I need to work out how my breast relates to me – my identity, my sexuality, my image. Will I still feel like a woman? Can one breast compensate for two? Do I actually need or want a reconstruction? How important is my active lifestyle in that choice? Will I ever accept what I see in the mirror? Will my husband? Do I need to grieve for the breast-feeding that will never happen? If I do have a reconstruction, do I want to keep my nipple? Again – how attached am I to it? How does my nipple define my breast? If I keep it, it won’t ‘work’ as the nerves will have been detached, so it will be numb. Do I need to see a nipple in the mirror to help me accept my reconstruction? Would a tattoo or a reconstructed nipple do the job?
I’ve had the agony and the luxury of 5 months’ of chemotherapy to think about all of this, and I’ll write another blog about the surgical decision making and the stresses (self-imposed and external) that it caused. But it’s made me think about how I practice breast surgery.
As a breast unit, we get financially penalised if we bring women back to clinic too many times, so I routinely see a woman once after her biopsy. In this allotted 10 minute consultation (which for cancer normally takes 15-60 minutes, so we always run late), I often have to do the following:-
– tell her she has cancer
– tell her she needs a mastectomy
– tell her the risks of needing chemotherapy or radiotherapy afterwards
– as if she would like a reconstruction
– talk through all the reconstruction options and the pros / cons
– tell her whether she is able to keep her nipple or not
As you can imagine, this is a hell of a lot to take on board, but I have to cover it in that one appointment. And the woman probably takes in a fraction of what I say about complex surgical decision making, because she’s still dealing with the fact that she has cancer. The breast care nurses are wonderful, and sit with the patients after I’ve left the room, and we give them lots of information leaflets. For those women who want a reconstruction, we’ll plan to see them in a week’s time once they’ve made their decision. But that gives them only a week to come to terms with how they feel about their breasts. I’ve been struggling and I’ve had months to mull it over.

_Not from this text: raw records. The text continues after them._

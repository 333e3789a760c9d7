//! 控制循环：消费 UI 命令，驱动 AdminStore 并发布状态快照
//!
//! 所有会话与集合变更都经由这里的单一后台任务顺序处理（mpsc 入队、逐条执行），
//! 因此重载响应一定按命令顺序生效，不存在乱序覆盖；每条命令处理完毕后
//! 将 store 缓存投影为 UiState 并通过 watch 通道发布。

use std::path::PathBuf;
use std::sync::Arc;
use std::time::Duration;

use tokio::sync::{mpsc, watch};

use crate::api::{HttpAdminApi, PhraseDraft, StageDraft};
use crate::config::{load_config, AppConfig};
use crate::core::{AdminError, Banner, Screen, Tab, UiState};
use crate::session::FileTokenStore;
use crate::store::AdminStore;

/// 从 UI 发往控制循环的用户命令
#[derive(Debug, Clone)]
pub enum Command {
    /// 提交登录表单（成功后进入主界面并加载关卡列表）
    Login { username: String, password: String },
    /// 退出登录：清除令牌与缓存，回到登录页
    Logout,
    /// 切换标签页并加载对应数据
    SwitchTab(Tab),
    /// 重新加载当前标签页的数据
    Reload,
    /// 设置短语列表的关卡过滤并重载（None 表示全部关卡）
    SetPhraseFilter(Option<String>),
    /// 创建（target 为 None）或更新关卡，成功后整体重载列表
    SaveStage {
        target: Option<String>,
        draft: StageDraft,
    },
    /// 删除关卡（UI 已完成交互确认）
    DeleteStage(String),
    /// 创建（target 为 None）或更新短语，成功后整体重载列表
    SavePhrase {
        target: Option<String>,
        draft: PhraseDraft,
    },
    /// 删除短语（UI 已完成交互确认）
    DeletePhrase(String),
    /// UI 侧产生的错误（如数字解析失败），以错误横幅显示
    ShowError(String),
    /// 手动关闭横幅
    DismissBanner,
    /// 退出应用
    Quit,
}

/// 创建控制台运行时：加载配置，组装 HTTP 客户端与文件令牌存储，启动控制循环
pub async fn create_console(
    config_path: Option<PathBuf>,
) -> anyhow::Result<(mpsc::UnboundedSender<Command>, watch::Receiver<UiState>)> {
    let cfg = load_config(config_path).unwrap_or_else(|e| {
        tracing::warn!("Config load failed ({}), using defaults", e);
        AppConfig::default()
    });

    let api = Arc::new(HttpAdminApi::new(
        &cfg.api.base_url,
        cfg.api.request_timeout_secs,
    ));
    let tokens = Arc::new(FileTokenStore::new(cfg.auth.token_file.clone()));
    let store = AdminStore::new(api, tokens);

    Ok(spawn_console(
        store,
        Duration::from_secs(cfg.ui.banner_ttl_secs),
    ))
}

/// 以现成的 AdminStore 启动控制循环（测试注入 Mock 后端时直接调用）
pub fn spawn_console(
    mut store: AdminStore,
    banner_ttl: Duration,
) -> (mpsc::UnboundedSender<Command>, watch::Receiver<UiState>) {
    let (cmd_tx, mut cmd_rx) = mpsc::unbounded_channel::<Command>();
    let (state_tx, state_rx) = watch::channel(UiState::default());

    tokio::spawn(async move {
        let mut ui = UiState {
            banner_ttl,
            ..UiState::default()
        };

        // 启动时静默校验持久化令牌；失效或非管理员则停留在登录页，不提示错误
        if store.restore_session().await {
            ui.screen = Screen::Main;
            if let Err(e) = store.load_stages().await {
                apply_error(&mut ui, &mut store, e, "Error loading stages: ").await;
            }
        }
        sync_caches(&mut ui, &store);
        let _ = state_tx.send(ui.clone());

        while let Some(cmd) = cmd_rx.recv().await {
            match cmd {
                Command::Quit => break,

                Command::Login { username, password } => {
                    ui.pending = true;
                    ui.login_error = None;
                    let _ = state_tx.send(ui.clone());

                    match store.login(&username, &password).await {
                        Ok(()) => {
                            tracing::info!(user = %username, "admin login ok");
                            ui.screen = Screen::Main;
                            ui.tab = Tab::Stages;
                            ui.login_error = None;
                            ui.last_op_ok = true;
                            if let Err(e) = store.load_stages().await {
                                apply_error(&mut ui, &mut store, e, "Error loading stages: ")
                                    .await;
                            }
                        }
                        Err(e) => {
                            tracing::warn!(user = %username, "login rejected: {}", e);
                            ui.login_error = Some(e.to_string());
                            ui.last_op_ok = false;
                        }
                    }
                }

                Command::Logout => {
                    store.logout().await;
                    ui = UiState {
                        banner_ttl: ui.banner_ttl,
                        ..UiState::default()
                    };
                }

                Command::SwitchTab(tab) => {
                    ui.tab = tab;
                    ui.pending = true;
                    let _ = state_tx.send(ui.clone());
                    let ok = load_tab(&mut ui, &mut store, tab).await;
                    ui.last_op_ok = ok;
                }

                Command::Reload => {
                    ui.pending = true;
                    let _ = state_tx.send(ui.clone());
                    let tab = ui.tab;
                    let ok = load_tab(&mut ui, &mut store, tab).await;
                    ui.last_op_ok = ok;
                }

                Command::SetPhraseFilter(filter) => {
                    store.set_phrase_filter(filter);
                    ui.pending = true;
                    let _ = state_tx.send(ui.clone());
                    match store.load_phrases().await {
                        Ok(()) => ui.last_op_ok = true,
                        Err(e) => {
                            apply_error(&mut ui, &mut store, e, "Error loading phrases: ").await;
                            ui.last_op_ok = false;
                        }
                    }
                }

                Command::SaveStage { target, draft } => {
                    ui.pending = true;
                    let _ = state_tx.send(ui.clone());
                    let (result, done) = match target {
                        Some(ref id) => (
                            store.update_stage(id, &draft).await,
                            "Stage updated successfully!",
                        ),
                        None => (
                            store.create_stage(&draft).await,
                            "Stage created successfully!",
                        ),
                    };
                    match result {
                        Ok(()) => {
                            ui.banner = Some(Banner::success(done));
                            ui.last_op_ok = true;
                        }
                        Err(e) => {
                            apply_error(&mut ui, &mut store, e, "Error saving stage: ").await;
                            ui.last_op_ok = false;
                        }
                    }
                }

                Command::DeleteStage(id) => {
                    ui.pending = true;
                    let _ = state_tx.send(ui.clone());
                    match store.delete_stage(&id).await {
                        Ok(()) => {
                            ui.banner = Some(Banner::success("Stage deleted successfully!"));
                            ui.last_op_ok = true;
                        }
                        Err(e) => {
                            apply_error(&mut ui, &mut store, e, "Error deleting stage: ").await;
                            ui.last_op_ok = false;
                        }
                    }
                }

                Command::SavePhrase { target, draft } => {
                    ui.pending = true;
                    let _ = state_tx.send(ui.clone());
                    let (result, done) = match target {
                        Some(ref id) => (
                            store.update_phrase(id, &draft).await,
                            "Phrase updated successfully!",
                        ),
                        None => (
                            store.create_phrase(&draft).await,
                            "Phrase created successfully!",
                        ),
                    };
                    match result {
                        Ok(()) => {
                            ui.banner = Some(Banner::success(done));
                            ui.last_op_ok = true;
                        }
                        Err(e) => {
                            apply_error(&mut ui, &mut store, e, "Error saving phrase: ").await;
                            ui.last_op_ok = false;
                        }
                    }
                }

                Command::DeletePhrase(id) => {
                    ui.pending = true;
                    let _ = state_tx.send(ui.clone());
                    match store.delete_phrase(&id).await {
                        Ok(()) => {
                            ui.banner = Some(Banner::success("Phrase deleted successfully!"));
                            ui.last_op_ok = true;
                        }
                        Err(e) => {
                            apply_error(&mut ui, &mut store, e, "Error deleting phrase: ").await;
                            ui.last_op_ok = false;
                        }
                    }
                }

                Command::ShowError(msg) => {
                    ui.banner = Some(Banner::error(msg));
                }

                Command::DismissBanner => {
                    ui.banner = None;
                }
            }

            ui.pending = false;
            ui.op_seq += 1;
            sync_caches(&mut ui, &store);
            let _ = state_tx.send(ui.clone());
        }
    });

    (cmd_tx, state_rx)
}

/// 加载标签页数据：关卡页只载关卡（含主题连接）；短语页先刷新关卡下拉来源，再载短语
async fn load_tab(ui: &mut UiState, store: &mut AdminStore, tab: Tab) -> bool {
    match tab {
        Tab::Stages => {
            if let Err(e) = store.load_stages().await {
                apply_error(ui, store, e, "Error loading stages: ").await;
                return false;
            }
        }
        Tab::Phrases => {
            if let Err(e) = store.load_stages().await {
                apply_error(ui, store, e, "Error loading stages: ").await;
                return false;
            }
            if let Err(e) = store.load_phrases().await {
                apply_error(ui, store, e, "Error loading phrases: ").await;
                return false;
            }
        }
    }
    true
}

/// 错误投影：401 强制登出并回登录页（每个响应恰好一次），其余以错误横幅显示
async fn apply_error(ui: &mut UiState, store: &mut AdminStore, err: AdminError, prefix: &str) {
    if matches!(err, AdminError::SessionExpired) {
        tracing::info!("session expired, forcing logout");
        store.logout().await;
        ui.screen = Screen::Login;
        ui.login_error = Some(err.to_string());
        ui.banner = None;
    } else {
        ui.banner = Some(Banner::error(format!("{}{}", prefix, err)));
    }
}

/// 将 store 缓存投影到 UiState（每条命令处理完后调用）
fn sync_caches(ui: &mut UiState, store: &AdminStore) {
    ui.themes = store.themes().to_vec();
    ui.stages = store.stages().to_vec();
    ui.phrases = store.phrases().to_vec();
    ui.phrase_filter = store.phrase_filter().cloned();
}
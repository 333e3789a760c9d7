//! 核心层：错误类型、UI 状态投影、命令控制循环

pub mod controller;
pub mod error;
pub mod state;

pub use controller::{create_console, spawn_console, Command};
pub use error::AdminError;
pub use state::{Banner, Screen, Tab, UiState};
//! Mock 后端（用于测试，无需真实服务）
//!
//! 内存中的单管理员账号与三张集合表；令牌为登录时签发的 uuid，
//! expire_session 置位后所有认证调用返回 401 语义（SessionExpired）。

use std::sync::Mutex;

use async_trait::async_trait;
use uuid::Uuid;

use crate::api::traits::AdminApi;
use crate::api::types::{
    AuthResponse, Difficulty, LoginRequest, Phrase, PhraseDraft, Profile, Stage, StageDraft,
    Theme,
};
use crate::core::AdminError;

struct MockState {
    password: String,
    role: String,
    token: Option<String>,
    expired: bool,
    themes: Vec<Theme>,
    stages: Vec<Stage>,
    phrases: Vec<Phrase>,
}

/// Mock 客户端：固定用户名 admin，密码与 profile 角色可配置
pub struct MockAdminApi {
    state: Mutex<MockState>,
}

impl MockAdminApi {
    pub fn new(password: &str) -> Self {
        Self {
            state: Mutex::new(MockState {
                password: password.to_string(),
                role: "admin".to_string(),
                token: None,
                expired: false,
                themes: Vec::new(),
                stages: Vec::new(),
                phrases: Vec::new(),
            }),
        }
    }

    /// 设置 profile 返回的角色（验证二次准入时设为非 admin）
    pub fn set_role(&self, role: &str) {
        self.state.lock().unwrap().role = role.to_string();
    }

    /// 令当前令牌失效：后续所有认证调用返回 SessionExpired
    pub fn expire_session(&self) {
        self.state.lock().unwrap().expired = true;
    }

    /// 预置一个后端接受的令牌（模拟此前登录留下的持久化令牌）
    pub fn accept_token(&self, token: &str) {
        self.state.lock().unwrap().token = Some(token.to_string());
    }

    /// 最近签发的令牌
    pub fn issued_token(&self) -> Option<String> {
        self.state.lock().unwrap().token.clone()
    }

    pub fn seed_theme(&self, id: &str, name: &str) {
        self.state.lock().unwrap().themes.push(Theme {
            id: id.to_string(),
            name: name.to_string(),
            description: None,
        });
    }

    pub fn seed_stage(
        &self,
        id: &str,
        name: &str,
        theme_id: &str,
        difficulty: Difficulty,
        is_active: bool,
    ) {
        self.state.lock().unwrap().stages.push(Stage {
            id: id.to_string(),
            name: name.to_string(),
            theme_id: theme_id.to_string(),
            difficulty,
            is_active,
        });
    }

    pub fn seed_phrase(&self, id: &str, stage_id: &str, text: &str, seq: i32, multiplier: f64) {
        self.state.lock().unwrap().phrases.push(Phrase {
            id: id.to_string(),
            stage_id: stage_id.to_string(),
            text: text.to_string(),
            sequence_number: seq,
            multiplier,
        });
    }

    fn check_token(state: &MockState, token: &str) -> Result<(), AdminError> {
        if state.expired || state.token.as_deref() != Some(token) {
            return Err(AdminError::SessionExpired);
        }
        Ok(())
    }
}

#[async_trait]
impl AdminApi for MockAdminApi {
    async fn login(&self, req: &LoginRequest) -> Result<AuthResponse, AdminError> {
        let mut state = self.state.lock().unwrap();
        if req.username != "admin" || req.password != state.password {
            return Err(AdminError::Auth("invalid credentials".to_string()));
        }
        let token = Uuid::new_v4().to_string();
        state.token = Some(token.clone());
        state.expired = false;
        Ok(AuthResponse {
            user_id: "u-admin".to_string(),
            username: Some("admin".to_string()),
            role: Some(state.role.clone()),
            access_token: token,
            token_expires_at: "2099-01-01T00:00:00Z".to_string(),
        })
    }

    async fn profile(&self, token: &str) -> Result<Profile, AdminError> {
        let state = self.state.lock().unwrap();
        Self::check_token(&state, token)?;
        Ok(Profile {
            user_id: "u-admin".to_string(),
            username: "admin".to_string(),
            role: state.role.clone(),
        })
    }

    async fn list_themes(&self, token: &str) -> Result<Vec<Theme>, AdminError> {
        let state = self.state.lock().unwrap();
        Self::check_token(&state, token)?;
        Ok(state.themes.clone())
    }

    async fn list_stages(&self, token: &str) -> Result<Vec<Stage>, AdminError> {
        let state = self.state.lock().unwrap();
        Self::check_token(&state, token)?;
        Ok(state.stages.clone())
    }

    async fn create_stage(&self, token: &str, draft: &StageDraft) -> Result<(), AdminError> {
        let mut state = self.state.lock().unwrap();
        Self::check_token(&state, token)?;
        let stage = Stage {
            id: Uuid::new_v4().to_string(),
            name: draft.name.clone(),
            theme_id: draft.theme_id.clone(),
            difficulty: draft.difficulty,
            is_active: draft.is_active,
        };
        state.stages.push(stage);
        Ok(())
    }

    async fn update_stage(
        &self,
        token: &str,
        id: &str,
        draft: &StageDraft,
    ) -> Result<(), AdminError> {
        let mut state = self.state.lock().unwrap();
        Self::check_token(&state, token)?;
        let stage = state
            .stages
            .iter_mut()
            .find(|s| s.id == id)
            .ok_or_else(|| AdminError::Api("stage not found".to_string()))?;
        stage.name = draft.name.clone();
        stage.theme_id = draft.theme_id.clone();
        stage.difficulty = draft.difficulty;
        stage.is_active = draft.is_active;
        Ok(())
    }

    async fn delete_stage(&self, token: &str, id: &str) -> Result<(), AdminError> {
        let mut state = self.state.lock().unwrap();
        Self::check_token(&state, token)?;
        let pos = state
            .stages
            .iter()
            .position(|s| s.id == id)
            .ok_or_else(|| AdminError::Api("stage not found".to_string()))?;
        state.stages.remove(pos);
        Ok(())
    }

    async fn list_phrases(&self, token: &str, stage_id: &str) -> Result<Vec<Phrase>, AdminError> {
        let state = self.state.lock().unwrap();
        Self::check_token(&state, token)?;
        if stage_id.is_empty() {
            return Err(AdminError::Api("stage_id is required".to_string()));
        }
        Ok(state
            .phrases
            .iter()
            .filter(|p| p.stage_id == stage_id)
            .cloned()
            .collect())
    }

    async fn create_phrase(&self, token: &str, draft: &PhraseDraft) -> Result<(), AdminError> {
        let mut state = self.state.lock().unwrap();
        Self::check_token(&state, token)?;
        let phrase = Phrase {
            id: Uuid::new_v4().to_string(),
            stage_id: draft.stage_id.clone(),
            text: draft.text.clone(),
            sequence_number: draft.sequence_number,
            multiplier: draft.base_multiplier,
        };
        state.phrases.push(phrase);
        Ok(())
    }

    async fn update_phrase(
        &self,
        token: &str,
        id: &str,
        draft: &PhraseDraft,
    ) -> Result<(), AdminError> {
        let mut state = self.state.lock().unwrap();
        Self::check_token(&state, token)?;
        let phrase = state
            .phrases
            .iter_mut()
            .find(|p| p.id == id)
            .ok_or_else(|| AdminError::Api("phrase not found".to_string()))?;
        phrase.stage_id = draft.stage_id.clone();
        phrase.text = draft.text.clone();
        phrase.sequence_number = draft.sequence_number;
        phrase.multiplier = draft.base_multiplier;
        Ok(())
    }

    async fn delete_phrase(&self, token: &str, id: &str) -> Result<(), AdminError> {
        let mut state = self.state.lock().unwrap();
        Self::check_token(&state, token)?;
        let pos = state
            .phrases
            .iter()
            .position(|p| p.id == id)
            .ok_or_else(|| AdminError::Api("phrase not found".to_string()))?;
        state.phrases.remove(pos);
        Ok(())
    }
}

No-one can imagine how they will feel about their breasts until they’re told one needs to be removed, and any decision a patient makes is as a cancer patient, not as a healthy woman. Your priorities and motives are naturally skewed. Often my patients decide to have a quick implant reconstruction instead of a complex one using tummy fat (which would make a more natural feeling and looking breast), so they can get back to looking after their toddlers at home, or to go flat so they can quickly start life-saving chemotherapy, and worry about their appearance once they’ve finished treatment. Some come back to have revisional surgery and get the reconstruction they initially wanted, but many don’t. I never know if they regret their decision. You can only make the decision that is right for you at the time, but it’s clear to me now that a breast is not just a mound of fat.